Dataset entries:
- Opening Delimiter -

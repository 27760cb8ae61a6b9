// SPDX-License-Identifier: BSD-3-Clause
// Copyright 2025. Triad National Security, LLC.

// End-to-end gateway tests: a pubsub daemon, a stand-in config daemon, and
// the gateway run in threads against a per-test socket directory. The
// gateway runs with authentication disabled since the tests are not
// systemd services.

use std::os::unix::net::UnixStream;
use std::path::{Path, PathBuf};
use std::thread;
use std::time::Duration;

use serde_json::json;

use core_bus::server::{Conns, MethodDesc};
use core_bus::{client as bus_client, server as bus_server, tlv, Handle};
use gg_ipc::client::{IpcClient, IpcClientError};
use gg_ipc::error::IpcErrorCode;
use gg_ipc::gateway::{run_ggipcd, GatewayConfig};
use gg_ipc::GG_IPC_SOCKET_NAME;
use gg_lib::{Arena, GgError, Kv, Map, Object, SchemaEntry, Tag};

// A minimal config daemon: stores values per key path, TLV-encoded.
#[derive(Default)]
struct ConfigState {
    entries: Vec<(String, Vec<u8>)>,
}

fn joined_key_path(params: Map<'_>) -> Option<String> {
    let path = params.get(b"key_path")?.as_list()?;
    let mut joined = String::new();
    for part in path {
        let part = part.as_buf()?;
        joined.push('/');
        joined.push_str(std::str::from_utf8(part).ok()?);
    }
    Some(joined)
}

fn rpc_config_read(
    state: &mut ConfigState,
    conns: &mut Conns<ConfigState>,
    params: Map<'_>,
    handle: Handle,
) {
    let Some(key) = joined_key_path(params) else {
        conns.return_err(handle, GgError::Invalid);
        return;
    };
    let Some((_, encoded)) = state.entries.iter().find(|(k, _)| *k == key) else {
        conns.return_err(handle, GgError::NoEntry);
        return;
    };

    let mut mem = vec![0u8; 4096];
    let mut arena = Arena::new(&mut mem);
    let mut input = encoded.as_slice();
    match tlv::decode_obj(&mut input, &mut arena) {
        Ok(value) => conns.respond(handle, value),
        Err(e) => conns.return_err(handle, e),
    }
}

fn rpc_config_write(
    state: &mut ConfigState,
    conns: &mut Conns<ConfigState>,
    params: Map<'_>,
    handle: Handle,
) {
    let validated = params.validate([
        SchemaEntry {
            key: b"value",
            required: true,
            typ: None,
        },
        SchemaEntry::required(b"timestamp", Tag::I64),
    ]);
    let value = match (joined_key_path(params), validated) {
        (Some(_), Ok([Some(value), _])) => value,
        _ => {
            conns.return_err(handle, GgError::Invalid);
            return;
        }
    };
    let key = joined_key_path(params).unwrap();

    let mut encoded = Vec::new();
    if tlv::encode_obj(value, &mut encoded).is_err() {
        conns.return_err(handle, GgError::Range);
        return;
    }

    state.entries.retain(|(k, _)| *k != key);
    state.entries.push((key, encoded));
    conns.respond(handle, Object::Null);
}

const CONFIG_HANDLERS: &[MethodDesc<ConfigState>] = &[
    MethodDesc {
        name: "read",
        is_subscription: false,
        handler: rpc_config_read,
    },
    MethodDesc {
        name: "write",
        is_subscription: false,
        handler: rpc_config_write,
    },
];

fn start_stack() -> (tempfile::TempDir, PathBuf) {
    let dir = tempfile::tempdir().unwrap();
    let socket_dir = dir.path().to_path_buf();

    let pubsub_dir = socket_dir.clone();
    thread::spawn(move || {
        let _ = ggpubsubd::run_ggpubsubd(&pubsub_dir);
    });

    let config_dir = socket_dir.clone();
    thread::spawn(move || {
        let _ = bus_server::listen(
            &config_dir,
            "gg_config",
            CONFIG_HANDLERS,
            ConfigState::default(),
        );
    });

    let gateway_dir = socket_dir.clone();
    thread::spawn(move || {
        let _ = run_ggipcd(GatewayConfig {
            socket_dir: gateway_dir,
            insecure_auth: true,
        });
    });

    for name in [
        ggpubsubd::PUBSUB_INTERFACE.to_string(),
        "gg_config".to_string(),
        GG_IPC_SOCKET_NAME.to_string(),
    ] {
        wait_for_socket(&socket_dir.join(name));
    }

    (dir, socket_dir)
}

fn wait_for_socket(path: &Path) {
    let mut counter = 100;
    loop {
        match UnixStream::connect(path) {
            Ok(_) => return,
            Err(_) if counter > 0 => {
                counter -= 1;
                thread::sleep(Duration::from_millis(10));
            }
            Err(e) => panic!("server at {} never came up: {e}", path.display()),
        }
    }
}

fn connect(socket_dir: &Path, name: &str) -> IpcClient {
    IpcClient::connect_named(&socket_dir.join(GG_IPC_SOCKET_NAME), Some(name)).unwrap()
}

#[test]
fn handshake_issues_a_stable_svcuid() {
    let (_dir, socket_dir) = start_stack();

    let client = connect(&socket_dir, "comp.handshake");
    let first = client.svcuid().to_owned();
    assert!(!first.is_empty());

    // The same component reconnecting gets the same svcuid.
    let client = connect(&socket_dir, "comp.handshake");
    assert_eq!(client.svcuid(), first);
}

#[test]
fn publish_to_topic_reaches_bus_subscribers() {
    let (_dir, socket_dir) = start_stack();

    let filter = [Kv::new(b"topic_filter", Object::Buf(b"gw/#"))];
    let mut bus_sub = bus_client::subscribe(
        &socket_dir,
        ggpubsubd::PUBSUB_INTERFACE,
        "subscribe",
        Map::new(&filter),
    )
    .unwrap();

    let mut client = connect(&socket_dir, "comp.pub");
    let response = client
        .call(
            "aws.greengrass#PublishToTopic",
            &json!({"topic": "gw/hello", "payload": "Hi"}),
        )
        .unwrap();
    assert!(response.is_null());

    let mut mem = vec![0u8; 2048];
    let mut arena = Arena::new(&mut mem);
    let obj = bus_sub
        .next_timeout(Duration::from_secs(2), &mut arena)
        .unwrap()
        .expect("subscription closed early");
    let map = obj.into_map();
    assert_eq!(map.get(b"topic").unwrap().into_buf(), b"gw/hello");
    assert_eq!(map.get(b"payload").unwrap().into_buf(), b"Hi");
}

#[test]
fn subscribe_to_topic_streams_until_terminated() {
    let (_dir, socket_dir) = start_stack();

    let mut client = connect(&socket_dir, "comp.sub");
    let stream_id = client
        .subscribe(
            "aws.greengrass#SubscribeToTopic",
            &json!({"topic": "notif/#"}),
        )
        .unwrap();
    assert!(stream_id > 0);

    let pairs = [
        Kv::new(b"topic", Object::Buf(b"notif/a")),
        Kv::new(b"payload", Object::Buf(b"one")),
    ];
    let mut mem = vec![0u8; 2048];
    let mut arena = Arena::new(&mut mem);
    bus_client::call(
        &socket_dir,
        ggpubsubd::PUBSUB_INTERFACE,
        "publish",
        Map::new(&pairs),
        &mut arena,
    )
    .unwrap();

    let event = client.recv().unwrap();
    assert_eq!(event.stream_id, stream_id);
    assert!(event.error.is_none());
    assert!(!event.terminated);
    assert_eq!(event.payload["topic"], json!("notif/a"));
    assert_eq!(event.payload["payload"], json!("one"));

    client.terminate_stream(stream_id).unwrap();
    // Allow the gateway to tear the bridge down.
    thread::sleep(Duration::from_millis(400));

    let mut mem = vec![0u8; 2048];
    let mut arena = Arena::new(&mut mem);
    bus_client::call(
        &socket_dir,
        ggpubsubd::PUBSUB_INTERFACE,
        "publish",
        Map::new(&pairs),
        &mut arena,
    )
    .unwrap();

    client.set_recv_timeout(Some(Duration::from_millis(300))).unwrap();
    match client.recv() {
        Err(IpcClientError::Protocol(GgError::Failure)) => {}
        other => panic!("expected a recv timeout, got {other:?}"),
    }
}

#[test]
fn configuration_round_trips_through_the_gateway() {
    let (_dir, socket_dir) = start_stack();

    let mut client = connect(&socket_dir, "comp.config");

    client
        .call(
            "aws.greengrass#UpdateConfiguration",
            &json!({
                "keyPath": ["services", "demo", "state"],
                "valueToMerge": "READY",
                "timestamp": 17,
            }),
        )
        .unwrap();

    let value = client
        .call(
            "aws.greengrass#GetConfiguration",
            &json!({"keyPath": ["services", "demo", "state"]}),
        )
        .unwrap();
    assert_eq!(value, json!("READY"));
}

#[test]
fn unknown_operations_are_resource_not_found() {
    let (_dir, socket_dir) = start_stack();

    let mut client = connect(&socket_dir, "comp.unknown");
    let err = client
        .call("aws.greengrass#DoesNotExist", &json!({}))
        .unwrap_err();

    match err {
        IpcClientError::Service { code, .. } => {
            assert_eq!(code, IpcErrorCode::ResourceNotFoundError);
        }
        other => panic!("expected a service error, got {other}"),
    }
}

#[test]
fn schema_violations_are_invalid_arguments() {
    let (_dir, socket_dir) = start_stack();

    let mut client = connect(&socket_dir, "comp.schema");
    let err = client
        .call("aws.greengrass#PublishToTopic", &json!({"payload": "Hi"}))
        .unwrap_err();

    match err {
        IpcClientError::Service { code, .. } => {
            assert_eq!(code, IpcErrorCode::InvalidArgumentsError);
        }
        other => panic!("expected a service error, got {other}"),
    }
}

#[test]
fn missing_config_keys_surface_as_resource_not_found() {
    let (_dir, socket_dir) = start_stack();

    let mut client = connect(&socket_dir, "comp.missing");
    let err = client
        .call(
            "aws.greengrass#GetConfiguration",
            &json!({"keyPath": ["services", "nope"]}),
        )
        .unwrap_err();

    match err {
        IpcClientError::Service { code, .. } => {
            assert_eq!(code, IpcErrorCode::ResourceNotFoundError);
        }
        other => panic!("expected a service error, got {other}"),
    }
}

- Closing Delimiter -

Lines from the top of the data above through the line with "Some(joined)", both ends included: copy them exactly, nothing more.

**Answer section:**
repository 27760cb8ae61a6b9
// SPDX-License-Identifier: BSD-3-Clause
// Copyright 2025. Triad National Security, LLC.

// End-to-end gateway tests: a pubsub daemon, a stand-in config daemon, and
// the gateway run in threads against a per-test socket directory. The
// gateway runs with authentication disabled since the tests are not
// systemd services.

use std::os::unix::net::UnixStream;
use std::path::{Path, PathBuf};
use std::thread;
use std::time::Duration;

use serde_json::json;

use core_bus::server::{Conns, MethodDesc};
use core_bus::{client as bus_client, server as bus_server, tlv, Handle};
use gg_ipc::client::{IpcClient, IpcClientError};
use gg_ipc::error::IpcErrorCode;
use gg_ipc::gateway::{run_ggipcd, GatewayConfig};
use gg_ipc::GG_IPC_SOCKET_NAME;
use gg_lib::{Arena, GgError, Kv, Map, Object, SchemaEntry, Tag};

// A minimal config daemon: stores values per key path, TLV-encoded.
#[derive(Default)]
struct ConfigState {
    entries: Vec<(String, Vec<u8>)>,
}

fn joined_key_path(params: Map<'_>) -> Option<String> {
    let path = params.get(b"key_path")?.as_list()?;
    let mut joined = String::new();
    for part in path {
        let part = part.as_buf()?;
        joined.push('/');
        joined.push_str(std::str::from_utf8(part).ok()?);
    }
    Some(joined)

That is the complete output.